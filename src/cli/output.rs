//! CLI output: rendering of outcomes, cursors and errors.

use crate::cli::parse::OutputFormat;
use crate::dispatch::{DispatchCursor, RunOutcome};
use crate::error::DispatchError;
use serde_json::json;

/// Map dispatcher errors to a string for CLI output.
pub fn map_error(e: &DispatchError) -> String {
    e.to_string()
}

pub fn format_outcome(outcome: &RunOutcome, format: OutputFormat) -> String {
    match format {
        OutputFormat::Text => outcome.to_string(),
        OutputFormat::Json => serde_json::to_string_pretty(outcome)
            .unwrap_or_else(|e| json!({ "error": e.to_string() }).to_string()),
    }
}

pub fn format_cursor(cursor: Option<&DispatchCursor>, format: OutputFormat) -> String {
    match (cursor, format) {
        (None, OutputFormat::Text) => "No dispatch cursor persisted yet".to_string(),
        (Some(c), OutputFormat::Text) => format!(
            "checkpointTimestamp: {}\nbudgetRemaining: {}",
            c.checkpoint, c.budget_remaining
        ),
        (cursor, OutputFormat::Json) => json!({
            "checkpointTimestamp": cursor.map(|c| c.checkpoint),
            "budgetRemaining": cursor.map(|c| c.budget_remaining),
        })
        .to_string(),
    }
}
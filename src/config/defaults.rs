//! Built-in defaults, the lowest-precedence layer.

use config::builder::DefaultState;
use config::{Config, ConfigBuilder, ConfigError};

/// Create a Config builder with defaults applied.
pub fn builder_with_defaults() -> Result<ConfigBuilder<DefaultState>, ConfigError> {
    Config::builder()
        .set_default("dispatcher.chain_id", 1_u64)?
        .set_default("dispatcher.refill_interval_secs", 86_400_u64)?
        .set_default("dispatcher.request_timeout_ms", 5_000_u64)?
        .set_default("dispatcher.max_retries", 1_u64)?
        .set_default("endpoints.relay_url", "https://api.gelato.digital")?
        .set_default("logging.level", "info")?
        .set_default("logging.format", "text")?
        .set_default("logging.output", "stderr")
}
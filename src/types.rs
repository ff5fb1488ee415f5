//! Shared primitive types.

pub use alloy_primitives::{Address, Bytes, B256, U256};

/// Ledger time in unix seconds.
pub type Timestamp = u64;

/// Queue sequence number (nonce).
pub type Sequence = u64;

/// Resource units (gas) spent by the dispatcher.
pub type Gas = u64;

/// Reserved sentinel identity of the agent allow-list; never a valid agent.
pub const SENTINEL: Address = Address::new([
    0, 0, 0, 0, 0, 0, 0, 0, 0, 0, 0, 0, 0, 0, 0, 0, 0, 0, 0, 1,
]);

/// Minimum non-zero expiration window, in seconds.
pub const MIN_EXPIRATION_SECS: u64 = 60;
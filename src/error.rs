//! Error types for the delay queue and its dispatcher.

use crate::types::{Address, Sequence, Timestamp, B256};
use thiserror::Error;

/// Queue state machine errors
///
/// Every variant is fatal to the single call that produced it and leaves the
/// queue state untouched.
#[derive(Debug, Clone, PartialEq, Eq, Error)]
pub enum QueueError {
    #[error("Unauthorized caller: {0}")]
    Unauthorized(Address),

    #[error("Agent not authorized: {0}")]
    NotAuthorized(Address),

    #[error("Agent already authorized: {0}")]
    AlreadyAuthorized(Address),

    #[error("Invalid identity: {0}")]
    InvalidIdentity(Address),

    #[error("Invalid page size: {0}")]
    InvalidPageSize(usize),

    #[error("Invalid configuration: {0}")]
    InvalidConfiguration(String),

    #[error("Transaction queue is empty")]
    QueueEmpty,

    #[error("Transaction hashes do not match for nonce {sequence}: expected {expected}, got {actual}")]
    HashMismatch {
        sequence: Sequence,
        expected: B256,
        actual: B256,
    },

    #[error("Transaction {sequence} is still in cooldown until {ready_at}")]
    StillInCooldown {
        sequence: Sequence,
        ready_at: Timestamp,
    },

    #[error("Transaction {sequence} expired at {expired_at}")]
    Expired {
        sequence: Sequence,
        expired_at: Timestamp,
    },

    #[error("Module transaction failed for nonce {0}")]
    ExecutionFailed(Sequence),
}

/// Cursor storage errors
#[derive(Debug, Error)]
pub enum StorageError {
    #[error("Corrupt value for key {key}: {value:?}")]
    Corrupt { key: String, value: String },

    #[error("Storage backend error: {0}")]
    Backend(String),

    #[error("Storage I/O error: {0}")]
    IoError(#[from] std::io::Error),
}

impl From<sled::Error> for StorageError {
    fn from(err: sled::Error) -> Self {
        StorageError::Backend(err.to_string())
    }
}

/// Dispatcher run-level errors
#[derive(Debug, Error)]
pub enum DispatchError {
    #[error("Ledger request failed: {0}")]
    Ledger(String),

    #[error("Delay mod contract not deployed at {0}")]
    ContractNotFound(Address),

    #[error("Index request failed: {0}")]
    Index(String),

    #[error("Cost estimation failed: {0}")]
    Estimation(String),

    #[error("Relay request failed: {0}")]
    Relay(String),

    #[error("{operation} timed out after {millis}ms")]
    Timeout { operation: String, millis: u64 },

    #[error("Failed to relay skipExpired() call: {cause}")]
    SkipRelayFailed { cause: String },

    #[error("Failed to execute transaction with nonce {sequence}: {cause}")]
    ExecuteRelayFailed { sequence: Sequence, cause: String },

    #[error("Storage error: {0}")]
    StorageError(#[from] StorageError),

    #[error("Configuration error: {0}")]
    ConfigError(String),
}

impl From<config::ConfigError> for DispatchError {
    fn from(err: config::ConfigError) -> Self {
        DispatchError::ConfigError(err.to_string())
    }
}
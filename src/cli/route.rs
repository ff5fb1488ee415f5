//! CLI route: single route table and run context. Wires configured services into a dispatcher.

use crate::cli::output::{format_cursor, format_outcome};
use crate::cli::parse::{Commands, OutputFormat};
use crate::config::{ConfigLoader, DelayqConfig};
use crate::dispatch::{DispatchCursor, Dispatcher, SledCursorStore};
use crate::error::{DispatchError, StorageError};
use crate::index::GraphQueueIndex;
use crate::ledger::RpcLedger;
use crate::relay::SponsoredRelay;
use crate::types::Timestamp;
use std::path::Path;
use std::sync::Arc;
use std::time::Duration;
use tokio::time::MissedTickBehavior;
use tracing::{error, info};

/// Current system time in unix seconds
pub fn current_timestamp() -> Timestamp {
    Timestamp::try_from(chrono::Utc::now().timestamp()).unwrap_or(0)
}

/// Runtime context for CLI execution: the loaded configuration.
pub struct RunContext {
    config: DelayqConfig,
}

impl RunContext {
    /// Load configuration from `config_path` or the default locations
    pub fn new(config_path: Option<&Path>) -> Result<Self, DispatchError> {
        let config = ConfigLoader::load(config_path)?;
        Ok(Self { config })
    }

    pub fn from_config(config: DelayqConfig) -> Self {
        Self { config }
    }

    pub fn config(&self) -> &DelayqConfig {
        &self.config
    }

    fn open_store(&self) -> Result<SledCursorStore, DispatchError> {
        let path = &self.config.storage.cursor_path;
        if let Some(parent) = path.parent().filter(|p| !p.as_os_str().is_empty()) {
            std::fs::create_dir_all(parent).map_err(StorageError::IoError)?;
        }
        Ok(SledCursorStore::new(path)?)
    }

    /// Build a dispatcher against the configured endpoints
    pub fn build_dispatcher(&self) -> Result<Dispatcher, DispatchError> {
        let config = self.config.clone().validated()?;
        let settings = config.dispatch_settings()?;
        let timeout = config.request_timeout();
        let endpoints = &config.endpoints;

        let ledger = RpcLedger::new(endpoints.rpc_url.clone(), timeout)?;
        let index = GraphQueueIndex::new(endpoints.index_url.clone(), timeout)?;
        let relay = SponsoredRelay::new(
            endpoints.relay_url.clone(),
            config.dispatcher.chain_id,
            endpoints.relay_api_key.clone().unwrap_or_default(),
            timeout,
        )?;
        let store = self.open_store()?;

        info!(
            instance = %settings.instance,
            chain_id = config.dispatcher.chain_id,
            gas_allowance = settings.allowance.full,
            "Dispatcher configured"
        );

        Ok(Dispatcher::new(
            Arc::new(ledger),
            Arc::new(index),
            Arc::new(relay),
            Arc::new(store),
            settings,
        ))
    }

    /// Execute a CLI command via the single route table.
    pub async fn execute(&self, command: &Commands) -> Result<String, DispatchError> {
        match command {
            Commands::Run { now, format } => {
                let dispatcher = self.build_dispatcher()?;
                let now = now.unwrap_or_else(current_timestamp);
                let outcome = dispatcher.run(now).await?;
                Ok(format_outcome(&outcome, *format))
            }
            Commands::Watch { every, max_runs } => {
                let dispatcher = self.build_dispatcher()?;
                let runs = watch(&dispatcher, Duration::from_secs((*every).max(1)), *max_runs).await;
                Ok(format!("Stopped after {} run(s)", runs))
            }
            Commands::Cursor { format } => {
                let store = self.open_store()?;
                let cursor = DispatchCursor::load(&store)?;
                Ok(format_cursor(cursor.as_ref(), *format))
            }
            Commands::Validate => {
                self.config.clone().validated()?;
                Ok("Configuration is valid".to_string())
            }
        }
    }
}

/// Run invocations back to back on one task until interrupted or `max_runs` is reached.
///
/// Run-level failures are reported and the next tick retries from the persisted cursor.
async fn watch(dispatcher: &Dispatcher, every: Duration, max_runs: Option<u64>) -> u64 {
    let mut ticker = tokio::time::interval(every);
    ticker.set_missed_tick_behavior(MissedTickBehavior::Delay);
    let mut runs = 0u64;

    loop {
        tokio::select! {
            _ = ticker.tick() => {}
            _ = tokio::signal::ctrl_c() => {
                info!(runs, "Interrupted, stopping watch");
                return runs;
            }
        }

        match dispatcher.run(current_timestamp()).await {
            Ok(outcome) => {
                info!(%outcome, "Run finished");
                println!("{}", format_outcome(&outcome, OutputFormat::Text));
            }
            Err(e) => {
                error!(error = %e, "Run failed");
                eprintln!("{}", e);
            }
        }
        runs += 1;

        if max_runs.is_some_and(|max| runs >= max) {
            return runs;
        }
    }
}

## [AIM OF THE TASK]
All lines that hold the word "OutputFormat" should be copied from the data.

## [RESULT FOR THIS TASK]
use crate::cli::parse::OutputFormat;
pub fn format_outcome(outcome: &RunOutcome, format: OutputFormat) -> String {
        OutputFormat::Text => outcome.to_string(),
        OutputFormat::Json => serde_json::to_string_pretty(outcome)
pub fn format_cursor(cursor: Option<&DispatchCursor>, format: OutputFormat) -> String {
        (None, OutputFormat::Text) => "No dispatch cursor persisted yet".to_string(),
        (Some(c), OutputFormat::Text) => format!(
        (cursor, OutputFormat::Json) => json!({
use crate::cli::parse::{Commands, OutputFormat};
                println!("{}", format_outcome(&outcome, OutputFormat::Text));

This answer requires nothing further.